[Saved entries]
▼

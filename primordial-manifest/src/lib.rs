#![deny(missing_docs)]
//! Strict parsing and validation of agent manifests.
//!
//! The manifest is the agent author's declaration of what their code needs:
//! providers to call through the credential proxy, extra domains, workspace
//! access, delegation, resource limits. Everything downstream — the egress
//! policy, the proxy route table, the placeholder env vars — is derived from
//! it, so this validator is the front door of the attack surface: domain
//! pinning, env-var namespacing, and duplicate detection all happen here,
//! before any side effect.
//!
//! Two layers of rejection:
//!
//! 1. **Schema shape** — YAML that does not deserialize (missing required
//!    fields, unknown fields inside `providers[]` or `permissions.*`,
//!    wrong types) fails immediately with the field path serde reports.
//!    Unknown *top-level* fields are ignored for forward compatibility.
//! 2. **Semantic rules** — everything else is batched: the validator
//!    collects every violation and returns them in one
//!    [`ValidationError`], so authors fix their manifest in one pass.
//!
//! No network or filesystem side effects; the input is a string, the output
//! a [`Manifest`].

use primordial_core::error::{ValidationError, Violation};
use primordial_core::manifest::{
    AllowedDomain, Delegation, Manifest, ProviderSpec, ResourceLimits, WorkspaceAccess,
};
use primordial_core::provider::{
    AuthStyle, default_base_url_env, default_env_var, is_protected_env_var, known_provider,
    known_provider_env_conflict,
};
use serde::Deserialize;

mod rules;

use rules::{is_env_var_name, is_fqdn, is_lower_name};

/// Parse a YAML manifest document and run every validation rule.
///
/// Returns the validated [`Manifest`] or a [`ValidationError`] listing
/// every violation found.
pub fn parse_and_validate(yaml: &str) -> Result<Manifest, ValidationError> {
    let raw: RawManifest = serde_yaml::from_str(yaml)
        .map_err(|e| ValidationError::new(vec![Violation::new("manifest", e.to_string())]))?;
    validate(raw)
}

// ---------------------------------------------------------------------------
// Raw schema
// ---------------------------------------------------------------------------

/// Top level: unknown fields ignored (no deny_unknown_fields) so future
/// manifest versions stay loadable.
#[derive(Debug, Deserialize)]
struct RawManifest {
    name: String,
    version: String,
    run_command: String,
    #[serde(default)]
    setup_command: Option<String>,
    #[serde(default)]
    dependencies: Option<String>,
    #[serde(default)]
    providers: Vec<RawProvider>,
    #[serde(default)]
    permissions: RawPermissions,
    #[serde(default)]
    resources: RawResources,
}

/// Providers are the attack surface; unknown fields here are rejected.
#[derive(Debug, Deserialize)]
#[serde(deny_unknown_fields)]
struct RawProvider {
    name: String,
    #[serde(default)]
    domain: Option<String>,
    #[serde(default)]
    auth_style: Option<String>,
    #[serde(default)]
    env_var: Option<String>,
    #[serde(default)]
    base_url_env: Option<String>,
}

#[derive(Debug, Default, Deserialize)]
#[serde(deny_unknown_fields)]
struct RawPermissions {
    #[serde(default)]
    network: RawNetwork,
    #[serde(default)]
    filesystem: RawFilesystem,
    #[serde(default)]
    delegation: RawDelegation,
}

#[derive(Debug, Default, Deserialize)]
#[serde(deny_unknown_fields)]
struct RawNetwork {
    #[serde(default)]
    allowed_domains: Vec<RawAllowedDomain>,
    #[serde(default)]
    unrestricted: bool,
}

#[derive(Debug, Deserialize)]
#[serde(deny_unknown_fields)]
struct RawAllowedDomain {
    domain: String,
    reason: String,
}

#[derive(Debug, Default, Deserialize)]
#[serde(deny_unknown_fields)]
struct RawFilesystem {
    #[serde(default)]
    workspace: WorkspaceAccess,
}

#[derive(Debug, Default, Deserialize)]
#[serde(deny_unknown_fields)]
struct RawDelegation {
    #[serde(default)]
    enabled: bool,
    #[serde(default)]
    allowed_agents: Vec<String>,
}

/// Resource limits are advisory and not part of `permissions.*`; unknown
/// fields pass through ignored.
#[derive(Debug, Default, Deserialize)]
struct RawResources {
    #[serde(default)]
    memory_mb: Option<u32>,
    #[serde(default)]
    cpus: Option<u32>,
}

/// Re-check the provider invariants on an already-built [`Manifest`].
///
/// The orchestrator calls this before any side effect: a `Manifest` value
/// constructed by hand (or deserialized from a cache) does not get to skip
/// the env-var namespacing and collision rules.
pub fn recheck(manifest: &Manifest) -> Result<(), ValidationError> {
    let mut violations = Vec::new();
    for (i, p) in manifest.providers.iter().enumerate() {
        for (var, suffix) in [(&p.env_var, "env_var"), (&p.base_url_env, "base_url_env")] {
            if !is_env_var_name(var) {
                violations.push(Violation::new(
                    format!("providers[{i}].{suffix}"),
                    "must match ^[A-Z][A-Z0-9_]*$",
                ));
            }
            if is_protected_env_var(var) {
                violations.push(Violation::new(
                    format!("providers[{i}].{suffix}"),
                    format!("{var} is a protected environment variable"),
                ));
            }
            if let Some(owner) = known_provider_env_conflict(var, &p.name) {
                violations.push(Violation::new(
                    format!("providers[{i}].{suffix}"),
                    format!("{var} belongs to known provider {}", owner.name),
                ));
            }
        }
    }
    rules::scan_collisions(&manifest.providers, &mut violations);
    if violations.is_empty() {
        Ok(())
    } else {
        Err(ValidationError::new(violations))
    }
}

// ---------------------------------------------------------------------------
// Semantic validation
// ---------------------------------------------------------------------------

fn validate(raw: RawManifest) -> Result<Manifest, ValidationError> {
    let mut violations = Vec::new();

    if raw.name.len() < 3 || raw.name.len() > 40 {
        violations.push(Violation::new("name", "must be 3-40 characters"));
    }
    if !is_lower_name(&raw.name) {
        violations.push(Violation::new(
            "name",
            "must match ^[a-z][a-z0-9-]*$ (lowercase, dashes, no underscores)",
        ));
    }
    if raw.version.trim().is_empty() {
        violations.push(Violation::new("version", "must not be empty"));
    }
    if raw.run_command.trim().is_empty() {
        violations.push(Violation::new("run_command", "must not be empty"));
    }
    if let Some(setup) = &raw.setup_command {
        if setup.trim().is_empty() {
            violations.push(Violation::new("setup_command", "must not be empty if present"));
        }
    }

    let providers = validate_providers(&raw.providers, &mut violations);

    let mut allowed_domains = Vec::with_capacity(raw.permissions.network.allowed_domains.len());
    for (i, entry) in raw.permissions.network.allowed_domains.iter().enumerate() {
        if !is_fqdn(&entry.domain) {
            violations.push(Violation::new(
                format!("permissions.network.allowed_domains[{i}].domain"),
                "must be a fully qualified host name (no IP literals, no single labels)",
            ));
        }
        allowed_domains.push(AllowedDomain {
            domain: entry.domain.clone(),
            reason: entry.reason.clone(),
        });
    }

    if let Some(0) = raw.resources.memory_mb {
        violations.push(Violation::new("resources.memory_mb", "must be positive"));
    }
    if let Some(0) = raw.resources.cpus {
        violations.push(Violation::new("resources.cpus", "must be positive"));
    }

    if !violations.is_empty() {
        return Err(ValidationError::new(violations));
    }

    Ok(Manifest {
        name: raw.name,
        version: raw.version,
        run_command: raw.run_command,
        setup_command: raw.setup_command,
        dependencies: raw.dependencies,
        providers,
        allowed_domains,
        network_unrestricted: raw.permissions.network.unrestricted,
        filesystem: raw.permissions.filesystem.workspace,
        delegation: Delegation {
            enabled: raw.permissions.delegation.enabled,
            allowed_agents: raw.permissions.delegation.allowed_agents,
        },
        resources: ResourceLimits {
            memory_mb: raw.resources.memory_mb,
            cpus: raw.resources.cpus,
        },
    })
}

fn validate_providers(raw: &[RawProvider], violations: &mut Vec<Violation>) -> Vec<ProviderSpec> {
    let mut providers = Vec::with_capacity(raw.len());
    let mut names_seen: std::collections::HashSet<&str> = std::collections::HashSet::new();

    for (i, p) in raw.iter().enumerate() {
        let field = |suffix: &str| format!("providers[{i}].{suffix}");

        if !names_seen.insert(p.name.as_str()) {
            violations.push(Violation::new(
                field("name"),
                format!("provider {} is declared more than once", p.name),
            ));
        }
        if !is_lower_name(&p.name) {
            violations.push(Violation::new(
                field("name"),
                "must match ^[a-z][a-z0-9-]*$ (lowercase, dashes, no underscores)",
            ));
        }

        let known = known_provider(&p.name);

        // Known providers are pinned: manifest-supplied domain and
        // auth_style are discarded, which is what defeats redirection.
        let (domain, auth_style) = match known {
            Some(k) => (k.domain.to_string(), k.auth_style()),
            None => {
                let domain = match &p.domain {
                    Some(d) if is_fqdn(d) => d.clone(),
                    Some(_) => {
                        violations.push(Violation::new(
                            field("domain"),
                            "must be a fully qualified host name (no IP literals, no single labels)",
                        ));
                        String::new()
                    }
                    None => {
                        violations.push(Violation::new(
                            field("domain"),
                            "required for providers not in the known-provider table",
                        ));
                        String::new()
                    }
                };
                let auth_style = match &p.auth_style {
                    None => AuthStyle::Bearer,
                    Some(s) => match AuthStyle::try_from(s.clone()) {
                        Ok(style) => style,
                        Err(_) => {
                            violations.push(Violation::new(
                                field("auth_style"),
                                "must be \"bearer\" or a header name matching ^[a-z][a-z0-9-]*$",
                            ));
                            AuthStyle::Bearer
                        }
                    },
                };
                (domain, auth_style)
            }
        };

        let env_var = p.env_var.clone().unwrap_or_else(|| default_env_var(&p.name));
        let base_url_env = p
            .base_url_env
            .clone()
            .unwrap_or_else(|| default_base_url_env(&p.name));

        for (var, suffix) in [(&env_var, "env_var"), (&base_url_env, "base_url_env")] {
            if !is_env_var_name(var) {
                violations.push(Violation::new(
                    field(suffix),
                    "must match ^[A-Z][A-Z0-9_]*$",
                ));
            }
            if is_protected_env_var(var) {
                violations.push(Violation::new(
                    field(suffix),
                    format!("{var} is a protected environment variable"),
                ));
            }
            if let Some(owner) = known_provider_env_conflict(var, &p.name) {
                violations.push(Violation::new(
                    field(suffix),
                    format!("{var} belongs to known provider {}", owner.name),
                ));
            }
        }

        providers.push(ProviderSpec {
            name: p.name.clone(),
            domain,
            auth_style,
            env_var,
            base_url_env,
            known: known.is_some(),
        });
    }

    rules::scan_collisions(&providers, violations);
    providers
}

▲

> _How to complete this task_
Copy out each line from the preceding entries that mentions the word "enabled".

> _Answer to this exercise_
    enabled: bool,
            enabled: raw.permissions.delegation.enabled,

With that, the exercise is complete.